# WHAT THE TASK ASKS
Report each line of the material below where the word "waves" can be found.

# DATASET EXTRACT

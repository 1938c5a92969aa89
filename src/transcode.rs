//! PCM16 transcoding between the SFU and the speech provider.
//!
//! All audio is 16-bit signed little-endian. The SFU side runs 48 kHz stereo;
//! the TTS provider emits 24 kHz mono; the STT provider consumes 16 kHz mono.
//! Rate conversion prefers a stateful FFT resampler (rubato) and falls back
//! permanently to scalar decimation/interpolation when the resampler cannot
//! be built or errors mid-stream.

use rubato::{FftFixedIn, Resampler};

/// Input frames fed to the FFT resampler per processing block.
const RESAMPLER_CHUNK: usize = 1024;

/// Drop a trailing odd byte so the buffer holds whole 16-bit samples.
pub fn trim_to_even(pcm: &[u8]) -> &[u8] {
    if pcm.len() % 2 != 0 {
        eprintln!(
            "[Transcode] Truncating trailing odd byte ({} byte buffer)",
            pcm.len()
        );
        &pcm[..pcm.len() - 1]
    } else {
        pcm
    }
}

fn bytes_to_samples(pcm: &[u8]) -> Vec<i16> {
    trim_to_even(pcm)
        .chunks_exact(2)
        .map(|c| i16::from_le_bytes([c[0], c[1]]))
        .collect()
}

fn samples_to_bytes(samples: &[i16]) -> Vec<u8> {
    let mut out = Vec::with_capacity(samples.len() * 2);
    for s in samples {
        out.extend_from_slice(&s.to_le_bytes());
    }
    out
}

/// Average interleaved stereo frames down to mono, rounding half up.
pub fn stereo_to_mono(pcm: &[u8]) -> Vec<u8> {
    let samples = bytes_to_samples(pcm);
    let mut out = Vec::with_capacity(samples.len() / 2);
    for frame in samples.chunks_exact(2) {
        out.push(((frame[0] as i32 + frame[1] as i32 + 1) >> 1) as i16);
    }
    samples_to_bytes(&out)
}

/// Duplicate each mono sample into a stereo frame.
pub fn mono_to_stereo(pcm: &[u8]) -> Vec<u8> {
    let samples = bytes_to_samples(pcm);
    let mut out = Vec::with_capacity(samples.len() * 2);
    for s in samples {
        out.push(s);
        out.push(s);
    }
    samples_to_bytes(&out)
}

/// Scalar 3:1 decimation (48 kHz -> 16 kHz): keep every third sample.
fn decimate_3to1(samples: &[i16]) -> Vec<i16> {
    samples.iter().step_by(3).copied().collect()
}

/// Scalar 1:2 upsampling (24 kHz -> 48 kHz): linear interpolation midpoints,
/// terminal sample duplicated.
fn upsample_2x(samples: &[i16]) -> Vec<i16> {
    let mut out = Vec::with_capacity(samples.len() * 2);
    for (i, &s) in samples.iter().enumerate() {
        out.push(s);
        let next = samples.get(i + 1).copied().unwrap_or(s);
        out.push(((s as i32 + next as i32) / 2) as i16);
    }
    out
}

/// Stateful streaming resampler over mono PCM16. Input chunks of any size
/// are accepted; whole blocks are resampled and the remainder carries over
/// to the next call.
struct StreamResampler {
    inner: FftFixedIn<f32>,
    carry: Vec<f32>,
}

impl StreamResampler {
    fn new(from_hz: usize, to_hz: usize) -> Option<Self> {
        match FftFixedIn::<f32>::new(from_hz, to_hz, RESAMPLER_CHUNK, 2, 1) {
            Ok(inner) => Some(Self {
                inner,
                carry: Vec::new(),
            }),
            Err(e) => {
                eprintln!(
                    "[Transcode] Resampler init failed ({} -> {} Hz): {}, using scalar path",
                    from_hz, to_hz, e
                );
                None
            }
        }
    }

    fn process_interleaved_int(&mut self, input: &[i16]) -> Result<Vec<i16>, String> {
        self.carry
            .extend(input.iter().map(|&s| s as f32 / 32768.0));

        let mut out = Vec::new();
        while self.carry.len() >= RESAMPLER_CHUNK {
            let block: Vec<f32> = self.carry.drain(..RESAMPLER_CHUNK).collect();
            let waves = vec![block];
            let resampled = self
                .inner
                .process(&waves, None)
                .map_err(|e| e.to_string())?;
            out.extend(resampled[0].iter().map(|&s| (s * 32767.0) as i16));
        }
        Ok(out)
    }

    /// Push the carry remainder and internal filter tail out.
    fn flush(&mut self) -> Result<Vec<i16>, String> {
        let mut out = Vec::new();
        if !self.carry.is_empty() {
            let block: Vec<f32> = std::mem::take(&mut self.carry);
            let waves = vec![block];
            let resampled = self
                .inner
                .process_partial(Some(&waves), None)
                .map_err(|e| e.to_string())?;
            out.extend(resampled[0].iter().map(|&s| (s * 32767.0) as i16));
        }
        let tail = self
            .inner
            .process_partial::<Vec<f32>>(None, None)
            .map_err(|e| e.to_string())?;
        out.extend(tail[0].iter().map(|&s| (s * 32767.0) as i16));
        Ok(out)
    }
}

/// Mono PCM16 rate converter for one direction of one session.
///
/// Built once at session start for the relevant ratio. The preferred path is
/// the stateful FFT resampler; any failure drops the session to the scalar
/// path for good.
pub struct AudioTranscoder {
    from_hz: usize,
    to_hz: usize,
    resampler: Option<StreamResampler>,
}

impl AudioTranscoder {
    /// 48 kHz mono -> 16 kHz mono (STT ingestion).
    pub fn downsampler_48k_to_16k() -> Self {
        Self::new(48_000, 16_000)
    }

    /// 24 kHz mono -> 48 kHz mono (TTS streaming).
    pub fn upsampler_24k_to_48k() -> Self {
        Self::new(24_000, 48_000)
    }

    fn new(from_hz: usize, to_hz: usize) -> Self {
        Self {
            from_hz,
            to_hz,
            resampler: StreamResampler::new(from_hz, to_hz),
        }
    }

    /// Scalar-only variant (used by tests for exact output).
    pub fn scalar(from_hz: usize, to_hz: usize) -> Self {
        Self {
            from_hz,
            to_hz,
            resampler: None,
        }
    }

    pub fn is_scalar(&self) -> bool {
        self.resampler.is_none()
    }

    /// Convert one mono PCM16 chunk. Chunk sizes are arbitrary; the
    /// preferred path is stateful across chunks.
    pub fn process(&mut self, mono_pcm: &[u8]) -> Vec<u8> {
        let samples = bytes_to_samples(mono_pcm);
        if let Some(r) = self.resampler.as_mut() {
            match r.process_interleaved_int(&samples) {
                Ok(out) => return samples_to_bytes(&out),
                Err(e) => {
                    eprintln!(
                        "[Transcode] Resampler error ({} -> {} Hz): {}, switching to scalar path",
                        self.from_hz, self.to_hz, e
                    );
                    self.resampler = None;
                }
            }
        }
        samples_to_bytes(&self.scalar_convert(&samples))
    }

    /// Drain any buffered resampler state at end of stream.
    pub fn flush(&mut self) -> Vec<u8> {
        if let Some(r) = self.resampler.as_mut() {
            match r.flush() {
                Ok(out) => return samples_to_bytes(&out),
                Err(e) => {
                    eprintln!("[Transcode] Resampler flush error: {}", e);
                    self.resampler = None;
                }
            }
        }
        Vec::new()
    }

    fn scalar_convert(&self, samples: &[i16]) -> Vec<i16> {
        match (self.from_hz, self.to_hz) {
            (48_000, 16_000) => decimate_3to1(samples),
            (24_000, 48_000) => upsample_2x(samples),
            _ => samples.to_vec(),
        }
    }
}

# TASK RESPONSE
            let waves = vec![block];
                .process(&waves, None)
            let waves = vec![block];
                .process_partial(Some(&waves), None)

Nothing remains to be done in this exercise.